In the areas where electric vehicles, clean/renewable energy, power conversion/transfer, future mobility technologies (e.g., low-carbon/high-efficiency/sustainable transportation, autonomous vehicles, air taxis, ride-sharing services, personal mobility, and Mobility As A Service), and next-generation vehicular network (e.g., V2X, infra-guided autonomous vehicles, and hyperloop communication) intersect and interact, our research focuses on a wide variety of theoretical, algorithmic, software, hardware, systems, and platform issues.
Nano fabrication, materials and advanced packaging
We strive to develop new materials and manufacturing technologies through cutting-edge techniques and creative ideas, with the goal of bringing innovation to various industries.

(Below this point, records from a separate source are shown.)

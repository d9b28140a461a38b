//! Error taxonomy for git invocations.
//!
//! Failed invocations are classified by matching stderr (then stdout)
//! against an ordered table of known failure signatures. Each recognized
//! [`GitErrorKind`] maps 1:1 to a fixed user-facing description. Matching
//! is stringly-typed and brittle across git versions, so it lives entirely
//! behind [`parse_error`]; swapping the strategy for structured output
//! later must not touch callers.

use std::sync::LazyLock;

use regex::Regex;

use crate::exec::GitResult;

/// Recognized, named failure categories for a git invocation.
///
/// Closed enumeration: unrecognized failures carry no kind and surface the
/// raw tool output instead.
#[derive(Debug, Clone, Copy, PartialEq, Eq, Hash, serde::Serialize, serde::Deserialize)]
pub enum GitErrorKind {
    AuthenticationFailed,
    RepositoryNotFound,
    NotARepository,
    RemoteDisconnected,
    HostUnreachable,
    MergeConflicts,
    RebaseConflicts,
    NonFastForwardPush,
    ProtectedBranchRejected,
    NothingToCommit,
    BadRevision,
    InvalidSubmoduleReference,
    LockFileExists,
}

impl GitErrorKind {
    /// The fixed user-facing description for this kind.
    pub fn description(self) -> &'static str {
        match self {
            Self::AuthenticationFailed => {
                "Authentication failed. You may not have permission to access the repository."
            }
            Self::RepositoryNotFound => {
                "The repository does not seem to exist anymore. You may not have access, or it may have been deleted or renamed."
            }
            Self::NotARepository => "This is not a git repository.",
            Self::RemoteDisconnected => {
                "The remote disconnected. Check your Internet connection and try again."
            }
            Self::HostUnreachable => {
                "The host is down. Check your Internet connection and try again."
            }
            Self::MergeConflicts => {
                "We found some conflicts while trying to merge. Please resolve the conflicts and commit the changes."
            }
            Self::RebaseConflicts => {
                "We found some conflicts while trying to rebase. Please resolve the conflicts before continuing."
            }
            Self::NonFastForwardPush => {
                "The repository has been updated since you last pulled. Try pulling before pushing."
            }
            Self::ProtectedBranchRejected => {
                "The branch is protected and rejected the push."
            }
            Self::NothingToCommit => "There are no changes to commit.",
            Self::BadRevision => "Bad revision.",
            Self::InvalidSubmoduleReference => {
                "A submodule points to a commit which does not exist."
            }
            Self::LockFileExists => {
                "Another git process seems to be running in this repository. Wait for it to finish and try again."
            }
        }
    }
}

struct Signature {
    pattern: Regex,
    kind: GitErrorKind,
}

impl Signature {
    fn new(pattern: &str, kind: GitErrorKind) -> Self {
        Self {
            pattern: Regex::new(pattern).expect("constant signature pattern is valid"),
            kind,
        }
    }
}

/// Known failure signatures, evaluated in order, first match wins.
///
/// Entries higher in the table are more specific; keep broad catch-alls
/// (like `NotARepository`) below them.
static SIGNATURES: LazyLock<Vec<Signature>> = LazyLock::new(|| {
    use GitErrorKind::*;
    vec![
        Signature::new(r"fatal: Authentication failed", AuthenticationFailed),
        Signature::new(r"Permission denied \(publickey", AuthenticationFailed),
        Signature::new(r"fatal: Could not read from remote repository\.", AuthenticationFailed),
        Signature::new(r"ERROR: Repository not found", RepositoryNotFound),
        Signature::new(r"fatal: repository '.+' not found", RepositoryNotFound),
        Signature::new(r"fatal: [Tt]he remote end hung up unexpectedly", RemoteDisconnected),
        Signature::new(r"Could not resolve host", HostUnreachable),
        Signature::new(r"ssh: connect to host .+ port \d+:", HostUnreachable),
        Signature::new(
            r"Automatic merge failed; fix conflicts and then commit the result",
            MergeConflicts,
        ),
        Signature::new(
            r"Resolve all conflicts manually, mark them as resolved",
            RebaseConflicts,
        ),
        Signature::new(r"\(non-fast-forward\)", NonFastForwardPush),
        Signature::new(
            r"Updates were rejected because the tip of your current branch is behind",
            NonFastForwardPush,
        ),
        Signature::new(r"protected branch hook declined", ProtectedBranchRejected),
        Signature::new(r"nothing to commit", NothingToCommit),
        Signature::new(r"fatal: [Bb]ad revision '", BadRevision),
        Signature::new(
            r"Fetched in submodule path '.+', but it did not contain",
            InvalidSubmoduleReference,
        ),
        Signature::new(r"Unable to create '.*\.lock': File exists", LockFileExists),
        Signature::new(r"fatal: [Nn]ot a git repository", NotARepository),
    ]
});

/// Match tool output against the signature table.
///
/// The single translation point between raw output and [`GitErrorKind`].
/// Returns `None` when no signature matches.
pub fn parse_error(output: &str) -> Option<GitErrorKind> {
    SIGNATURES
        .iter()
        .find(|sig| sig.pattern.is_match(output))
        .map(|sig| sig.kind)
}

/// A git invocation that failed fatally: unrecognized exit code, or a
/// recognized error the caller did not opt into.
///
/// Carries the full classified result and the original argument vector so
/// callers (and logs) can reconstruct exactly what ran.
#[derive(Debug, Clone)]
pub struct GitCommandError {
    /// The classified result of the failed command.
    pub result: GitResult,

    /// The arguments the command ran with.
    pub args: Vec<String>,
}

impl GitCommandError {
    fn message(&self) -> &str {
        if let Some(description) = self.result.error_description {
            description
        } else if !self.result.stderr.is_empty() {
            &self.result.stderr
        } else if !self.result.stdout.is_empty() {
            &self.result.stdout
        } else {
            "Unknown error"
        }
    }
}

impl std::fmt::Display for GitCommandError {
    fn fmt(&self, f: &mut std::fmt::Formatter<'_>) -> std::fmt::Result {
        f.write_str(self.message())
    }
}

impl std::error::Error for GitCommandError {}

/// berth-git errors.
#[derive(Debug, thiserror::Error)]
pub enum Error {
    /// Fatal invocation failure (boxed: the payload carries full output).
    #[error(transparent)]
    Command(Box<GitCommandError>),

    /// The author identity string did not match the
    /// `name <email> epoch-seconds tz-offset` grammar. Signals a git
    /// version mismatch the caller must not silently ignore.
    #[error("could not parse author identity '{0}'")]
    MalformedAuthorIdentity(String),

    /// A log record did not have the expected five delimited fields.
    #[error("malformed commit record: expected 5 fields, got {fields}")]
    MalformedCommitRecord { fields: usize },

    /// A `--name-status` entry ended mid-record.
    #[error("truncated changed-files record after status '{status}'")]
    TruncatedFileRecord { status: String },

    /// Commit failures get extra context since they may come from a
    /// pre-commit hook rejection.
    #[error("Commit failed - exit code {exit_code} received{}", format_hook_output(.stderr))]
    CommitFailed { exit_code: i32, stderr: String },

    /// Spawning or talking to the git process failed. Deliberately not
    /// distinguished from protocol failures; the raw message is surfaced.
    #[error("failed to run git: {0}")]
    Io(#[from] std::io::Error),
}

impl From<GitCommandError> for Error {
    fn from(err: GitCommandError) -> Self {
        Self::Command(Box::new(err))
    }
}

fn format_hook_output(stderr: &str) -> String {
    let output = stderr.trim();
    if output.is_empty() {
        String::new()
    } else {
        format!(", with output: '{output}'")
    }
}

/// Result type for berth-git operations.
pub type Result<T> = std::result::Result<T, Error>;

Through nano fabrication techniques, we create precise structures and manipulate various materials to enhance the strength, conductivity, optical properties, and even introduce new functionalities to existing materials. We also research various packaging technologies to develop advanced packaging solutions that meet requirements such as high density, heat dissipation, and signal transmission.
Networks and communications
This research activity is dedicated to the development of next-generation networking and communication technologies, such as new cellular/Wi-Fi/satellite protocols, communication networks for AI, and AI for communication networks. Our research is inter-disciplinary by nature, combining multi-domain knowledge including information theory, signal processing, algorithm, AI/ML, software engineering, etc.
Various novel photonic devices are investigated as well as research on interesting light-matter interaction phenomena ranging from visible to mid-infrared wavelengths. Some examples of research topics include photonic and plasmonic waveguide, photonic integrated-circuits, metamaterials and metasurfaces, novel III-V on silicon lasers, optical switches, photodetectors, MEMS devices, and quantum devices for applications in communications, imaging, display, and sensing.
Quantum science and engineering
In the quantum science and engineering field, we explore emerging quantum technologies based on quantum mechanics like quantum computers and secure communication. It leverages superposition and entanglement for faster computation, unbreakable encryption, and high-precision sensing. It’s a multidisciplinary field merging physics, computer science and engineering, with potential for groundbreaking advancements.
Recognizing the potential of robotics in enhancing productivity and competitiveness, our research group conducts basic and applied research in robotics technologies for industrial and societal tasks. We strive to blend practical and theoretical aspects, continuously expanding our approaches and efforts in the field while remaining committed to realizing its full potential.
This research group focuses on computer vision theory and applications, and modeling of the human visual system. It also explores vision-based decision-making, object recognition, human-machine interfaces, and the perception and modeling of human and animal behavior, collaborating with fields such as machine learning, artificial intelligence, neural networks, computer graphics, and more.